Data shown:
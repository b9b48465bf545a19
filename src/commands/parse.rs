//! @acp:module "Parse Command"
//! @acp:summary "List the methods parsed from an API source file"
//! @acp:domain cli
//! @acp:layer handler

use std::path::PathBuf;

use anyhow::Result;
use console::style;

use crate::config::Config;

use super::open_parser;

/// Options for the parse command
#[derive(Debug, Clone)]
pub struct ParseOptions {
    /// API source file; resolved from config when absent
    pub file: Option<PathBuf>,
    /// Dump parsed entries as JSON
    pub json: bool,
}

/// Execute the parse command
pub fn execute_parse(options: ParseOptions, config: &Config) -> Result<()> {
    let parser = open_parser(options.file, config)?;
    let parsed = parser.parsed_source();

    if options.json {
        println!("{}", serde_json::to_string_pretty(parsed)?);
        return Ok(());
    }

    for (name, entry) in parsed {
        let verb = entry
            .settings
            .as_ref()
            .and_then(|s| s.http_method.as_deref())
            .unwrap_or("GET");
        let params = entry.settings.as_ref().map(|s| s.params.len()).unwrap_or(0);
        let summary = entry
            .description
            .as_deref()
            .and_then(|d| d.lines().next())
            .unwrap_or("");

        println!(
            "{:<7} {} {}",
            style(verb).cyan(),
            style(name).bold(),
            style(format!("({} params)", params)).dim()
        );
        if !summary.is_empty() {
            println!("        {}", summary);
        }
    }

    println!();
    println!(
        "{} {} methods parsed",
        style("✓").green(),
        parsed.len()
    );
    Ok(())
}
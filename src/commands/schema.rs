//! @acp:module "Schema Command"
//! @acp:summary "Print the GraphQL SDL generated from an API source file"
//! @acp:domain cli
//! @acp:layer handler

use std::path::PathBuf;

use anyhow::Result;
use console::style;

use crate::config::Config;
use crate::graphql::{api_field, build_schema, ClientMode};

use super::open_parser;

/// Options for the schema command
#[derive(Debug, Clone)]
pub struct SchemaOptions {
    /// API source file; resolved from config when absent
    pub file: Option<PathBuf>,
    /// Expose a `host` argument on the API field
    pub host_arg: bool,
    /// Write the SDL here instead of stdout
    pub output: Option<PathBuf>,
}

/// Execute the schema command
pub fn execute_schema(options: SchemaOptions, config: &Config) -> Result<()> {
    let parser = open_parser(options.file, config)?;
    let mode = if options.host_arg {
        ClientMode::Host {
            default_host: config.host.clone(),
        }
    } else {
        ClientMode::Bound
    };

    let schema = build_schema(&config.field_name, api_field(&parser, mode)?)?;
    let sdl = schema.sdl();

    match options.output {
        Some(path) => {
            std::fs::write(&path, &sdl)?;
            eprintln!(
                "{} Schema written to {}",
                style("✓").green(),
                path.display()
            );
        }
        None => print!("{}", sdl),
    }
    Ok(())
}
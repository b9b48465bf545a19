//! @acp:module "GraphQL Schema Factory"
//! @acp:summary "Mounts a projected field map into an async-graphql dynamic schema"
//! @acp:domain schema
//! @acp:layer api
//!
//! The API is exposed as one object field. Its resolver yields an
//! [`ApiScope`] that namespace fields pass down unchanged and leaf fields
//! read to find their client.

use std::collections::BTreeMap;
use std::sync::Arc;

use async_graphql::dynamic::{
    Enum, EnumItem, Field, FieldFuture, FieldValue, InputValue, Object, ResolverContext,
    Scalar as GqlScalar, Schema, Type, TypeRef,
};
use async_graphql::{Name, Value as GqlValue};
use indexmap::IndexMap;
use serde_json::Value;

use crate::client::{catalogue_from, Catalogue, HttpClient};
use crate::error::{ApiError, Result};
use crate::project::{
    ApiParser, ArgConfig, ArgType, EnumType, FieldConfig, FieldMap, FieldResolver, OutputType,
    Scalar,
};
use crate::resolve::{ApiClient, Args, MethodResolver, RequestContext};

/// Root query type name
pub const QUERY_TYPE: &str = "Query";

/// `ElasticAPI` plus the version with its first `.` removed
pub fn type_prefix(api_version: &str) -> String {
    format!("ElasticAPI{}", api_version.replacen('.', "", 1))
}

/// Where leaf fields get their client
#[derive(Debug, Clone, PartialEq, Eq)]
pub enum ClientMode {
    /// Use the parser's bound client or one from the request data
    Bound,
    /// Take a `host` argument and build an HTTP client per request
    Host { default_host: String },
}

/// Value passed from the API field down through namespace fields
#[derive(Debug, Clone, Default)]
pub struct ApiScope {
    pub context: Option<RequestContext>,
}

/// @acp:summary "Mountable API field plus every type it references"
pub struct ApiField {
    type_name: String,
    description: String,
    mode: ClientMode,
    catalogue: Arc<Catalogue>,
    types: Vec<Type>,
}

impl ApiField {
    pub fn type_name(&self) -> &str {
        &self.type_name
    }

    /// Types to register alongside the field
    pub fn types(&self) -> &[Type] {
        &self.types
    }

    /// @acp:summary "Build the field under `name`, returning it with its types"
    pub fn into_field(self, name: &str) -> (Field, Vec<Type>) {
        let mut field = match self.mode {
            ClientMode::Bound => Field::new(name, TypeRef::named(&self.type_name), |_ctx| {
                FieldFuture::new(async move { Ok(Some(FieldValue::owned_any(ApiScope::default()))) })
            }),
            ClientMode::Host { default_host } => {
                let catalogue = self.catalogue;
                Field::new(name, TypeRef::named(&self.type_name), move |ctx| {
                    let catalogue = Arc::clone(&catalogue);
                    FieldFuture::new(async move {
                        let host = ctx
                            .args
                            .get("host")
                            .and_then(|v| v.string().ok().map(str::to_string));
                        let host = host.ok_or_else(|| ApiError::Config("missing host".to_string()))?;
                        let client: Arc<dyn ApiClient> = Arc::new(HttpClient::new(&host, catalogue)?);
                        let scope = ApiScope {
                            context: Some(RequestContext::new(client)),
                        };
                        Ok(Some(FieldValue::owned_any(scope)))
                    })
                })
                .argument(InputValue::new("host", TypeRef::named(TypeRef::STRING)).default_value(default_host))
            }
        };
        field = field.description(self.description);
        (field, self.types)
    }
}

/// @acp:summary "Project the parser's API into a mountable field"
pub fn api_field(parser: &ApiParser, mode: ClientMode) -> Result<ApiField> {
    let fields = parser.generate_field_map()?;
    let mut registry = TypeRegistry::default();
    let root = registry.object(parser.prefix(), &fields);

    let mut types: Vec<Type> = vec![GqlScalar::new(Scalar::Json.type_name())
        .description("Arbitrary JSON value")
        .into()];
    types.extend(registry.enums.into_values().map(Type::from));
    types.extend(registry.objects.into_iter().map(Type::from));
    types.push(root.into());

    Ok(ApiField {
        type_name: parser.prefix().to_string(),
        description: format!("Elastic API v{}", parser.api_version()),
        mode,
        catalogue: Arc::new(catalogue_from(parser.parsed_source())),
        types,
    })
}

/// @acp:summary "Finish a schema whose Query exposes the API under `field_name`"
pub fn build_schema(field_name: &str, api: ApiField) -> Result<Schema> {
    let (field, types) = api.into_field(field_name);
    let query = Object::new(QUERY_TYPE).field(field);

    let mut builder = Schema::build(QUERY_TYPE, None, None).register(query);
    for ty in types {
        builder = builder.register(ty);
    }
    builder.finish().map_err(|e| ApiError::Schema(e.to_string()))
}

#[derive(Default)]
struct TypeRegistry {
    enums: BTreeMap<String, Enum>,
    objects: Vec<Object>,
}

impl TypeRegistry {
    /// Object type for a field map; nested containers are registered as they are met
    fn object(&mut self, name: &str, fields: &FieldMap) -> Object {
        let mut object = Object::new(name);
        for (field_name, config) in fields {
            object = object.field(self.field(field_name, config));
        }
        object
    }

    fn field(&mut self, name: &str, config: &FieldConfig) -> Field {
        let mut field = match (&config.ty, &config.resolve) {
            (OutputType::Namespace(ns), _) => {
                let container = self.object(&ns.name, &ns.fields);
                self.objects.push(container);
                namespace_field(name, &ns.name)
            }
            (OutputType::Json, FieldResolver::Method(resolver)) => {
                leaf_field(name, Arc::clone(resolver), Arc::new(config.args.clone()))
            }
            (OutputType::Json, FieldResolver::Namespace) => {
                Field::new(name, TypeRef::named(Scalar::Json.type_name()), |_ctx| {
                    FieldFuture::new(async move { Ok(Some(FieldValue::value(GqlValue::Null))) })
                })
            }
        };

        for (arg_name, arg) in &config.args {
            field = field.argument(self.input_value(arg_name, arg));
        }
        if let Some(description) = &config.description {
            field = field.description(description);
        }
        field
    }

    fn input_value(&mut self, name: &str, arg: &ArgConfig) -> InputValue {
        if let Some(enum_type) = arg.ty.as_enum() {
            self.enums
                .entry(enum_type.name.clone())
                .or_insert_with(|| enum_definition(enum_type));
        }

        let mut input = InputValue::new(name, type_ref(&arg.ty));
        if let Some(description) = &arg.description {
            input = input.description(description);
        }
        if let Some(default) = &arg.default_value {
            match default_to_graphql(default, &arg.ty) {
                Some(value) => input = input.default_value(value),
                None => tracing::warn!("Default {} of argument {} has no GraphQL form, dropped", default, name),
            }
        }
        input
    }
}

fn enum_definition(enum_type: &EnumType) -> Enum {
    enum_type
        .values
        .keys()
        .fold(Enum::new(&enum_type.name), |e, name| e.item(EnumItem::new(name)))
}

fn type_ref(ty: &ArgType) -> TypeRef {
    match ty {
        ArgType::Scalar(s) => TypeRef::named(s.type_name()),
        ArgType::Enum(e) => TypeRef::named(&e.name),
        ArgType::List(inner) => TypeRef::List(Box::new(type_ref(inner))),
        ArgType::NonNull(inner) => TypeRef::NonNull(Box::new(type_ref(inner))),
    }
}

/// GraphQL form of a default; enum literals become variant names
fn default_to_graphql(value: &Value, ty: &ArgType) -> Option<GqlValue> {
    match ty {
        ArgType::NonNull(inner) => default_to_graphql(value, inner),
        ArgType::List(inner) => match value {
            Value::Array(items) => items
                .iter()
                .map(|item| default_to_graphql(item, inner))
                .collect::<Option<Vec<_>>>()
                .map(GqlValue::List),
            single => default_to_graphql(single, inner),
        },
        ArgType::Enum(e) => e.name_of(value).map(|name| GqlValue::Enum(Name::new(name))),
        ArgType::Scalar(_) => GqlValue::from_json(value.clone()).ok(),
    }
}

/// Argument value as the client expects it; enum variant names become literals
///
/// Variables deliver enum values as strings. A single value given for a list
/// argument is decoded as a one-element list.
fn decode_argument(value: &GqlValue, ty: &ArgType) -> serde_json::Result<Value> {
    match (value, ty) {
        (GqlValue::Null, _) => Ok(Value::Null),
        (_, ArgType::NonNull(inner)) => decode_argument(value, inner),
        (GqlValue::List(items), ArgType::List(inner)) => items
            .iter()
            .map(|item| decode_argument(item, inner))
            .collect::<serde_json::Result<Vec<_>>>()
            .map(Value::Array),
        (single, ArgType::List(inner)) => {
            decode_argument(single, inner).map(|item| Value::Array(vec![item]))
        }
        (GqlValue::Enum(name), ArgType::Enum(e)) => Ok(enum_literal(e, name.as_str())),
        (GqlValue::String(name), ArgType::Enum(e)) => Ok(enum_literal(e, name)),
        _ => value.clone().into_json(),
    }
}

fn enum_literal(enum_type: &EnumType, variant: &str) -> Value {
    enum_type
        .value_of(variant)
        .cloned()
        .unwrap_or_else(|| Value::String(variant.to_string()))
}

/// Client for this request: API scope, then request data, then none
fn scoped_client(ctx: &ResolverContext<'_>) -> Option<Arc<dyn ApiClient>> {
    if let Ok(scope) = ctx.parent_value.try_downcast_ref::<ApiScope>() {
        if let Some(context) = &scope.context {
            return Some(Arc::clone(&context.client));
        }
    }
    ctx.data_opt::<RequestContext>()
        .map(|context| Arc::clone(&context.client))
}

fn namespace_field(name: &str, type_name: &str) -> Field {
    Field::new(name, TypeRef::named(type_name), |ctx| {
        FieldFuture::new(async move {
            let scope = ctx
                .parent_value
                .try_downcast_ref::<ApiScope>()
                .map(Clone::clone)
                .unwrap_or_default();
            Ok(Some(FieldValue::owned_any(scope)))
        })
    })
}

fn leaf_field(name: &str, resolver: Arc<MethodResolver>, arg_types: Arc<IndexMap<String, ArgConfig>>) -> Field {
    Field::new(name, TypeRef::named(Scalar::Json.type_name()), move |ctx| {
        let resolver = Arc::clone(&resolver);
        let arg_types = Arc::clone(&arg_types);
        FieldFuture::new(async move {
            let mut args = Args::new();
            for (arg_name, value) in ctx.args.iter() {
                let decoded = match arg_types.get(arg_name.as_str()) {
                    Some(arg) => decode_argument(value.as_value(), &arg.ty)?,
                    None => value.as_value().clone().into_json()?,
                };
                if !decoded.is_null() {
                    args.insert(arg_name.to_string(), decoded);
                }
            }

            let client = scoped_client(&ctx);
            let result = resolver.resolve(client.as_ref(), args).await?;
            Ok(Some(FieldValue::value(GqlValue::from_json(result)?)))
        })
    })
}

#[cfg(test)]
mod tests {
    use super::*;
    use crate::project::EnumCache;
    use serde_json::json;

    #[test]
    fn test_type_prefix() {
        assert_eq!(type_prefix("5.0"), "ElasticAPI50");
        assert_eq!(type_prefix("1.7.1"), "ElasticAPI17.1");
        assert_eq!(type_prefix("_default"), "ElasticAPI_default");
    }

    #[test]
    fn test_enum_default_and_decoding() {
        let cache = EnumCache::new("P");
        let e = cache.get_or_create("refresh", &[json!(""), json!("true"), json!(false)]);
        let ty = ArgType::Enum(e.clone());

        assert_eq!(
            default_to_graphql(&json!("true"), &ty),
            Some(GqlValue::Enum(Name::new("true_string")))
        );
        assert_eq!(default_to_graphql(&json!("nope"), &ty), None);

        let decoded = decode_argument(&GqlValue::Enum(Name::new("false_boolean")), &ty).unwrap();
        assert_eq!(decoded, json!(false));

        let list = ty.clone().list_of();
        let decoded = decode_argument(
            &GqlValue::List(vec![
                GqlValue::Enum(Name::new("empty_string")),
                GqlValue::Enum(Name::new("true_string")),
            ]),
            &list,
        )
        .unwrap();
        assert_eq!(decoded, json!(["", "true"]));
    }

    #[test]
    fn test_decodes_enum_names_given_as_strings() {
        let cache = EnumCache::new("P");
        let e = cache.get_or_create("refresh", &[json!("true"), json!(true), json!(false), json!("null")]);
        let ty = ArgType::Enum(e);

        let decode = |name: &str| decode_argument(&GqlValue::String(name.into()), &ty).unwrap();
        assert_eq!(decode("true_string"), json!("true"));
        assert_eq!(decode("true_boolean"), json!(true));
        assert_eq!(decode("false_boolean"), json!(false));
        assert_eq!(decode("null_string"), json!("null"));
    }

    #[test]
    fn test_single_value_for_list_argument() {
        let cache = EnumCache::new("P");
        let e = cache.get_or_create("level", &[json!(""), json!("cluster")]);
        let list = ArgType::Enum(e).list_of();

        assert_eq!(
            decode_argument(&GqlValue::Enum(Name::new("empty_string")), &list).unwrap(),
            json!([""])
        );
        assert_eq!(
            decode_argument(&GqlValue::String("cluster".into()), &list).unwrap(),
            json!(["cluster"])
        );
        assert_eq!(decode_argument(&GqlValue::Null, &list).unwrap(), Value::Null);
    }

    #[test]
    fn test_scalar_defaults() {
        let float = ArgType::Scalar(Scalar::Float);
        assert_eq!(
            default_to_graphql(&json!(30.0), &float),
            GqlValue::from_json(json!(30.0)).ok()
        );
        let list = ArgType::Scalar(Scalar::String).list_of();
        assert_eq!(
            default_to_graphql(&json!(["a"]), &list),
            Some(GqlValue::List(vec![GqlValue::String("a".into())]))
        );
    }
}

Brief: Look back at the entries above and repeat, unchanged, every line from the line holding "types.push(root.into());" through the line holding "if let Some(description) = &config.description".

Exercise solution:
    types.push(root.into());

    Ok(ApiField {
        type_name: parser.prefix().to_string(),
        description: format!("Elastic API v{}", parser.api_version()),
        mode,
        catalogue: Arc::new(catalogue_from(parser.parsed_source())),
        types,
    })
}

/// @acp:summary "Finish a schema whose Query exposes the API under `field_name`"
pub fn build_schema(field_name: &str, api: ApiField) -> Result<Schema> {
    let (field, types) = api.into_field(field_name);
    let query = Object::new(QUERY_TYPE).field(field);

    let mut builder = Schema::build(QUERY_TYPE, None, None).register(query);
    for ty in types {
        builder = builder.register(ty);
    }
    builder.finish().map_err(|e| ApiError::Schema(e.to_string()))
}

#[derive(Default)]
struct TypeRegistry {
    enums: BTreeMap<String, Enum>,
    objects: Vec<Object>,
}

impl TypeRegistry {
    /// Object type for a field map; nested containers are registered as they are met
    fn object(&mut self, name: &str, fields: &FieldMap) -> Object {
        let mut object = Object::new(name);
        for (field_name, config) in fields {
            object = object.field(self.field(field_name, config));
        }
        object
    }

    fn field(&mut self, name: &str, config: &FieldConfig) -> Field {
        let mut field = match (&config.ty, &config.resolve) {
            (OutputType::Namespace(ns), _) => {
                let container = self.object(&ns.name, &ns.fields);
                self.objects.push(container);
                namespace_field(name, &ns.name)
            }
            (OutputType::Json, FieldResolver::Method(resolver)) => {
                leaf_field(name, Arc::clone(resolver), Arc::new(config.args.clone()))
            }
            (OutputType::Json, FieldResolver::Namespace) => {
                Field::new(name, TypeRef::named(Scalar::Json.type_name()), |_ctx| {
                    FieldFuture::new(async move { Ok(Some(FieldValue::value(GqlValue::Null))) })
                })
            }
        };

        for (arg_name, arg) in &config.args {
            field = field.argument(self.input_value(arg_name, arg));
        }
        if let Some(description) = &config.description {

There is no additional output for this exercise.